EXERCISE PROMPT: Reproduce all the data verbatim.

---------- DATA UNDER STUDY

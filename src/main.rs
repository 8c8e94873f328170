//! Connection balancer demo.
//!
//! Routes a batch of simulated units of work across a fixed backend set and
//! reports where each one went.
//!
//! ```text
//!   config file ─┐
//!   --backend ───┼─▶ BalancerConfig ─▶ Balancer ─▶ SelectionPolicy
//!   --policy ────┘                        │            ├─ least_connections
//!                                         │            └─ round_robin
//!                                         ▼
//!                               ConnectionGuard per request
//!                               (released once --hold is exceeded)
//! ```

use std::collections::{BTreeMap, VecDeque};
use std::path::PathBuf;

use clap::Parser;
use conn_balancer::config::{load_config, validate_config, BackendConfig, BalancerConfig, ConfigError, PolicyKind};
use conn_balancer::observability::{logging, metrics};
use conn_balancer::Balancer;

#[derive(Parser)]
#[command(name = "conn-balancer")]
#[command(about = "Distribute units of work across backends", long_about = None)]
struct Cli {
    /// TOML configuration file
    #[arg(short, long)]
    config: Option<PathBuf>,

    /// Backend address; repeat for several. Replaces backends from the config file.
    #[arg(short, long = "backend")]
    backends: Vec<String>,

    /// Selection policy, overriding the config file
    #[arg(short, long, value_enum)]
    policy: Option<PolicyKind>,

    /// Units of work to route (default: twice the backend count)
    #[arg(short = 'n', long)]
    requests: Option<usize>,

    /// Connections kept open at once; the oldest is released beyond this.
    /// Unset keeps every connection open until exit.
    #[arg(long)]
    hold: Option<usize>,

    /// Print Prometheus metrics after the run
    #[arg(long)]
    metrics: bool,
}

fn build_config(cli: &Cli) -> Result<BalancerConfig, ConfigError> {
    let mut config = match &cli.config {
        Some(path) => load_config(path)?,
        None => BalancerConfig::default(),
    };

    if !cli.backends.is_empty() {
        config.backends = cli
            .backends
            .iter()
            .map(|address| BackendConfig { address: address.clone() })
            .collect();
    }
    if let Some(policy) = cli.policy {
        config.policy = policy;
    }
    if cli.metrics {
        config.observability.metrics_enabled = true;
    }

    validate_config(&config).map_err(ConfigError::Validation)?;
    Ok(config)
}

fn main() -> Result<(), Box<dyn std::error::Error>> {
    let cli = Cli::parse();
    let config = build_config(&cli)?;

    logging::init_logging(&config.observability.log_filter);
    tracing::info!(
        policy = ?config.policy,
        backends = config.backends.len(),
        "conn-balancer v0.1.0 starting"
    );

    let metrics_handle = if config.observability.metrics_enabled {
        Some(metrics::init_metrics()?)
    } else {
        None
    };

    let balancer = Balancer::from_config(&config)?;
    let requests = cli.requests.unwrap_or(config.backends.len() * 2);

    let mut in_flight = VecDeque::new();
    let mut tally: BTreeMap<String, u64> = BTreeMap::new();

    for _ in 0..requests {
        let guard = balancer.acquire()?;
        println!("Redirecting to backend: {}", guard.backend());
        *tally.entry(guard.backend().to_string()).or_default() += 1;
        in_flight.push_back(guard);

        if let Some(hold) = cli.hold {
            while in_flight.len() > hold {
                if let Some(oldest) = in_flight.pop_front() {
                    oldest.release()?;
                }
            }
        }
    }

    let summary = serde_json::json!({
        "policy": balancer.policy_name(),
        "requests": requests,
        "selections": tally,
        "active_connections": balancer.active_connections(),
    });
    println!("{}", serde_json::to_string_pretty(&summary)?);

    if let Some(handle) = metrics_handle {
        println!("{}", handle.render());
    }

    drop(in_flight);
    tracing::info!("Shutdown complete");
    Ok(())
}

--------------------

REPLY:
filename src/main.rs
repository 8c8e94873f328170
//! Connection balancer demo.
//!
//! Routes a batch of simulated units of work across a fixed backend set and
//! reports where each one went.
//!
//! ```text
//!   config file ─┐
//!   --backend ───┼─▶ BalancerConfig ─▶ Balancer ─▶ SelectionPolicy
//!   --policy ────┘                        │            ├─ least_connections
//!                                         │            └─ round_robin
//!                                         ▼
//!                               ConnectionGuard per request
//!                               (released once --hold is exceeded)
//! ```

use std::collections::{BTreeMap, VecDeque};
use std::path::PathBuf;

use clap::Parser;
use conn_balancer::config::{load_config, validate_config, BackendConfig, BalancerConfig, ConfigError, PolicyKind};
use conn_balancer::observability::{logging, metrics};
use conn_balancer::Balancer;

#[derive(Parser)]
#[command(name = "conn-balancer")]
#[command(about = "Distribute units of work across backends", long_about = None)]
struct Cli {
    /// TOML configuration file
    #[arg(short, long)]
    config: Option<PathBuf>,

    /// Backend address; repeat for several. Replaces backends from the config file.
    #[arg(short, long = "backend")]
    backends: Vec<String>,

    /// Selection policy, overriding the config file
    #[arg(short, long, value_enum)]
    policy: Option<PolicyKind>,

    /// Units of work to route (default: twice the backend count)
    #[arg(short = 'n', long)]
    requests: Option<usize>,

    /// Connections kept open at once; the oldest is released beyond this.
    /// Unset keeps every connection open until exit.
    #[arg(long)]
    hold: Option<usize>,

    /// Print Prometheus metrics after the run
    #[arg(long)]
    metrics: bool,
}

fn build_config(cli: &Cli) -> Result<BalancerConfig, ConfigError> {
    let mut config = match &cli.config {
        Some(path) => load_config(path)?,
        None => BalancerConfig::default(),
    };

    if !cli.backends.is_empty() {
        config.backends = cli
            .backends
            .iter()
            .map(|address| BackendConfig { address: address.clone() })
            .collect();
    }
    if let Some(policy) = cli.policy {
        config.policy = policy;
    }
    if cli.metrics {
        config.observability.metrics_enabled = true;
    }

    validate_config(&config).map_err(ConfigError::Validation)?;
    Ok(config)
}

fn main() -> Result<(), Box<dyn std::error::Error>> {
    let cli = Cli::parse();
    let config = build_config(&cli)?;

    logging::init_logging(&config.observability.log_filter);
    tracing::info!(
        policy = ?config.policy,
        backends = config.backends.len(),
        "conn-balancer v0.1.0 starting"
    );

    let metrics_handle = if config.observability.metrics_enabled {
        Some(metrics::init_metrics()?)
    } else {
        None
    };

    let balancer = Balancer::from_config(&config)?;
    let requests = cli.requests.unwrap_or(config.backends.len() * 2);

    let mut in_flight = VecDeque::new();
    let mut tally: BTreeMap<String, u64> = BTreeMap::new();

    for _ in 0..requests {
        let guard = balancer.acquire()?;
        println!("Redirecting to backend: {}", guard.backend());
        *tally.entry(guard.backend().to_string()).or_default() += 1;
        in_flight.push_back(guard);

        if let Some(hold) = cli.hold {
            while in_flight.len() > hold {
                if let Some(oldest) = in_flight.pop_front() {
                    oldest.release()?;
                }
            }
        }
    }

    let summary = serde_json::json!({
        "policy": balancer.policy_name(),
        "requests": requests,
        "selections": tally,
        "active_connections": balancer.active_connections(),
    });
    println!("{}", serde_json::to_string_pretty(&summary)?);

    if let Some(handle) = metrics_handle {
        println!("{}", handle.render());
    }

    drop(in_flight);
    tracing::info!("Shutdown complete");
    Ok(())
}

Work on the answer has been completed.